A discussion of creative individuals relates to the extent to which creativity is a generalisable skill or an attribute of someone skilled in a particular domain. Opinions differ but the differences depend on what is being measured. Kaufman and Baer (2004) titled one section of their chapter “How domain specific skills and traits may appear to be domain general”. A later chapter in the same book is titled “Why creativity is domain-general, why it looks domain-specific, and why the distinction does not matter” (Plucker & Beghetto, 2004). An analysis of novel ideas, artefacts or inventions suggests domain specificity whereas successfully improving students’ achievement in educational settings (where little-c creativity may be important) requires domain general skills. Creativity at the “genius” level comes through long experience, skill and knowledge – expertise, in short. For example, Kaufman and Baer (2004) argue that creativity is linked to specific domains and even to specific tasks (see also Lubart and Guignard, 2004). Looking at a more mundane level than that of creative geniuses, they claim there is little correlation between judgements of creativity in artefacts from different domains produced by the same person, but there is evidence of higher correlations among task-specific tasks than domain-specific tasks. In short, Lubart and Guignard (2004, p. 15) argue that “Hawking and Madonna should keep their day jobs.”

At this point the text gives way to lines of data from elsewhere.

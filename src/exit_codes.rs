//! Exit code constants for the envoy-template CLI.
//!
//! - 0: Success
//! - 1: User error (bad args, invalid config)
//! - 2: Template rendering failure
//! - 3: Output path or filesystem failure

/// Successful execution.
pub const SUCCESS: i32 = 0;

/// User error: bad arguments, unreadable config file, or invalid option values.
pub const USER_ERROR: i32 = 1;

/// Template failure: unresolved or malformed placeholder.
pub const TEMPLATE_FAILURE: i32 = 2;

/// Output failure: the output path could not be resolved or written.
pub const OUTPUT_FAILURE: i32 = 3;
//! The rendering pass: substitute the context into a template, write the
//! artifact, and echo it.

use crate::error::{BootstrapError, Result};
use crate::fs::atomic_write_file;
use crate::template::{MissingPolicy, placeholders, render_template};
use std::collections::HashMap;
use std::io::Write;
use std::path::{Path, PathBuf};
use tracing::{debug, info, warn};

/// A rendered configuration and where it was written.
#[derive(Debug, Clone, PartialEq, Eq)]
pub struct RenderedArtifact {
    pub path: PathBuf,
    pub content: String,
}

/// Render `template` with `context` and write the result to `output_path`.
///
/// Nothing is written when rendering fails. The file is replaced in full on
/// success.
pub fn render(
    template: &str,
    context: &HashMap<String, String>,
    output_path: &Path,
    policy: MissingPolicy,
) -> Result<RenderedArtifact> {
    debug!(variables = context.len(), ?policy, "rendering template");
    if policy == MissingPolicy::Empty {
        for name in placeholders(template)? {
            if !context.contains_key(&name) {
                warn!(placeholder = %name, "no value set, rendering as empty");
            }
        }
    }
    let content = render_template(template, context, policy)?;

    atomic_write_file(output_path, &content)?;
    info!(
        path = %output_path.display(),
        bytes = content.len(),
        "wrote bootstrap configuration"
    );

    Ok(RenderedArtifact {
        path: output_path.to_path_buf(),
        content,
    })
}

/// Print the artifact path and content for the operator.
pub fn echo<W: Write>(out: &mut W, artifact: &RenderedArtifact) -> Result<()> {
    let stdout_error = |e: std::io::Error| BootstrapError::Io {
        path: PathBuf::from("<stdout>"),
        message: e.to_string(),
    };

    writeln!(out, "content of {} : ", artifact.path.display()).map_err(stdout_error)?;
    out.write_all(artifact.content.as_bytes())
        .map_err(stdout_error)?;
    out.flush().map_err(stdout_error)
}
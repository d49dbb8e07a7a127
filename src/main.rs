//! envoy-template: renders the Envoy front-proxy bootstrap configuration.
//!
//! This is the entry point for the `envoy-template` CLI. It parses arguments,
//! installs logging, runs the render pass, and maps errors to exit codes.

mod cli;
mod commands;
mod config;
mod error;
mod exit_codes;
mod fs;
mod logging;
mod output;
mod render;
mod template;

#[cfg(test)]
mod test_support;

use cli::Cli;
use std::process::ExitCode;

fn main() -> ExitCode {
    let cli = Cli::parse_args();
    logging::init(cli.verbose);

    match commands::dispatch(cli) {
        Ok(()) => ExitCode::from(exit_codes::SUCCESS as u8),
        Err(err) => {
            eprintln!("Error: {}", err);
            ExitCode::from(err.exit_code() as u8)
        }
    }
}
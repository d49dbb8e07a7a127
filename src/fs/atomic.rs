//! Atomic file replacement for the rendered artifact.
//!
//! Writes follow this pattern:
//! 1. Write content to a temporary file in the same directory
//! 2. Sync the file to disk (fsync)
//! 3. Rename it over the target
//!
//! The target therefore holds either its previous content or the complete new
//! content. On crash a temporary file named `.{filename}.tmp` may remain.
//! Concurrent writers to the same target still race; the last rename wins.
//!
//! The parent directory must already exist.

use crate::error::{BootstrapError, Result};
use std::fs::{self, File};
use std::io::Write;
use std::path::{Path, PathBuf};

/// Atomically write bytes to a file, creating or replacing it.
pub fn atomic_write<P: AsRef<Path>>(path: P, content: &[u8]) -> Result<()> {
    let path = path.as_ref();

    let temp_path = generate_temp_path(path)?;
    write_and_sync(&temp_path, path, content)?;
    replace(&temp_path, path)
}

/// Atomically write a string to a file.
///
/// Convenience wrapper around `atomic_write` for string content.
pub fn atomic_write_file<P: AsRef<Path>>(path: P, content: &str) -> Result<()> {
    atomic_write(path, content.as_bytes())
}

/// Generate a temporary file path in the same directory as the target.
fn generate_temp_path(target: &Path) -> Result<PathBuf> {
    let parent = target.parent().unwrap_or(Path::new("."));
    let filename = target
        .file_name()
        .and_then(|n| n.to_str())
        .ok_or_else(|| io_error(target, "invalid file path".to_string()))?;

    Ok(parent.join(format!(".{}.tmp", filename)))
}

/// Write content to the temporary file and sync it to disk.
fn write_and_sync(temp_path: &Path, target: &Path, content: &[u8]) -> Result<()> {
    let mut file = File::create(temp_path).map_err(|e| {
        io_error(
            target,
            format!(
                "failed to create temporary file '{}': {}",
                temp_path.display(),
                e
            ),
        )
    })?;

    file.write_all(content).map_err(|e| {
        let _ = fs::remove_file(temp_path);
        io_error(target, format!("failed to write temporary file: {}", e))
    })?;

    file.sync_all().map_err(|e| {
        let _ = fs::remove_file(temp_path);
        io_error(target, format!("failed to sync temporary file to disk: {}", e))
    })?;

    Ok(())
}

/// Rename the temporary file over the target.
///
/// `fs::rename` replaces an existing destination on both POSIX and Windows.
fn replace(source: &Path, target: &Path) -> Result<()> {
    fs::rename(source, target).map_err(|e| {
        let _ = fs::remove_file(source);
        io_error(target, format!("failed to replace file: {}", e))
    })?;

    // Persist the directory entry; opening a directory fails on Windows.
    if let Some(parent) = target.parent()
        && let Ok(dir) = File::open(parent)
    {
        let _ = dir.sync_all();
    }

    Ok(())
}

fn io_error(path: &Path, message: String) -> BootstrapError {
    BootstrapError::Io {
        path: path.to_path_buf(),
        message,
    }
}
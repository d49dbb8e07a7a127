//! Config struct definition and default implementation.

use super::types::*;
use serde::Deserialize;

/// Options consumed by the bootstrap template.
///
/// As a YAML file:
///
/// ```yaml
/// domain_name: example.com
/// xds_host_address: 10.0.0.12
/// ```
///
/// Unknown fields in the YAML are ignored for forward compatibility.
#[derive(Debug, Clone, PartialEq, Eq, Deserialize)]
#[serde(default)]
pub struct Config {
    /// Public domain of the front proxy (`DOMAIN_NAME`).
    ///
    /// Used as the HTTP virtual-host domain and to locate the Let's Encrypt
    /// certificate chain and private key. Required unless missing values are
    /// allowed to render empty.
    #[serde(default)]
    pub domain_name: Option<String>,

    /// Address of the xDS management server (`XDS_HOST_ADDRESS`).
    #[serde(default = "default_xds_host_address")]
    pub xds_host_address: String,
}

impl Default for Config {
    fn default() -> Self {
        Self {
            domain_name: None,
            xds_host_address: default_xds_host_address(),
        }
    }
}
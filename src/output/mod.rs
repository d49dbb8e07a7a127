//! Output path derivation.
//!
//! The rendered artifact lives next to its source: the `-template` marker is
//! dropped from the source's file stem and the extension becomes `yaml`.
//!
//! ```text
//! /a/b/name-template.ext  ->  /a/b/name.yaml
//! /usr/local/bin/envoy-template  ->  /usr/local/bin/envoy.yaml
//! ```

use crate::error::{BootstrapError, Result};
use std::path::{Path, PathBuf};

/// Marker identifying the template source in a file name.
pub const TEMPLATE_MARKER: &str = "-template";

/// Extension of the rendered artifact.
pub const OUTPUT_EXTENSION: &str = "yaml";

/// Derive the rendered artifact path from a template source path.
///
/// Relative paths are resolved against the current working directory. The
/// directory is kept as-is; only the file name changes.
pub fn derive_output_path<P: AsRef<Path>>(source: P) -> Result<PathBuf> {
    let source = absolute(source.as_ref())?;

    let file_name = source.file_name().ok_or_else(|| {
        BootstrapError::OutputPath(format!("'{}' has no file name", source.display()))
    })?;
    let file_name = file_name.to_str().ok_or_else(|| {
        BootstrapError::OutputPath(format!(
            "file name of '{}' is not valid UTF-8",
            source.display()
        ))
    })?;

    let stem = match file_name.rfind('.') {
        Some(dot) if dot > 0 => &file_name[..dot],
        _ => file_name,
    };
    let stem = stem.strip_suffix(TEMPLATE_MARKER).unwrap_or(stem);
    if stem.is_empty() {
        return Err(BootstrapError::OutputPath(format!(
            "'{}' leaves an empty file name once the '{}' marker is removed",
            source.display(),
            TEMPLATE_MARKER
        )));
    }

    Ok(source.with_file_name(format!("{}.{}", stem, OUTPUT_EXTENSION)))
}

/// The default output path, derived from the running executable.
pub fn default_output_path() -> Result<PathBuf> {
    let exe = std::env::current_exe().map_err(|e| {
        BootstrapError::OutputPath(format!("failed to locate the running executable: {}", e))
    })?;
    derive_output_path(exe)
}

/// Make `path` absolute without touching the filesystem.
pub fn absolute(path: &Path) -> Result<PathBuf> {
    std::path::absolute(path).map_err(|e| {
        BootstrapError::OutputPath(format!(
            "failed to resolve '{}' to an absolute path: {}",
            path.display(),
            e
        ))
    })
}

Since Galton there have been many studies of eminent, creative individuals by looking at their biographies – the historiometric approach (e.g., Cattell & Drevdahl, 1955; Eysenck, 1995; Gardner, 1993; Roe, 1952) – their creative products and how they arose (e.g., Ashton, 2015; Simonton, 2015; Weisberg, 1986) and their occasional psychopathology (e.g., Acar & Runco, 2012; Carson, 2014; Ludwig, 1995; Simonton, 2014). Some of the anecdotes arising from the autobiographical approach led Wallas (1926) to the conclusion that creative thinking went through a series of stages, namely preparation, incubation, illumination (also called “inspiration” or insight) and verification.

Preparation

Preparation involves data gathering and familiarisation with the topic such as how to get a heavier than air machine to fly under its own power, how to compose a musical, how to create a new molecule with specific properties and so on. According to Simon (1966), biographies of famous scientists demonstrate how much background work is done investigating the problem space with much trial and error search through a vast space of alternative hypotheses. Both Weisberg (1986) and Damian and Simonton (2011) give the example of the many preliminary sketches produced by Picasso during the creation of Guernica. Ashton (2015) outlines the range of practical and theoretical knowledge the Wright brothers accumulated as they attempted to design and fly the first aeroplane. There was much combining, deletion and reworking of elements to produce the final version of both Guernica and the Flyer. Each recombination then underwent some critical analysis to produce the next version. Simonton discusses the ways in which Galileo went about his work (Simonton, 2012a) and provides a detailed account of Edison’s work trying to perfect the first viable light bulb (Simonton, 2015).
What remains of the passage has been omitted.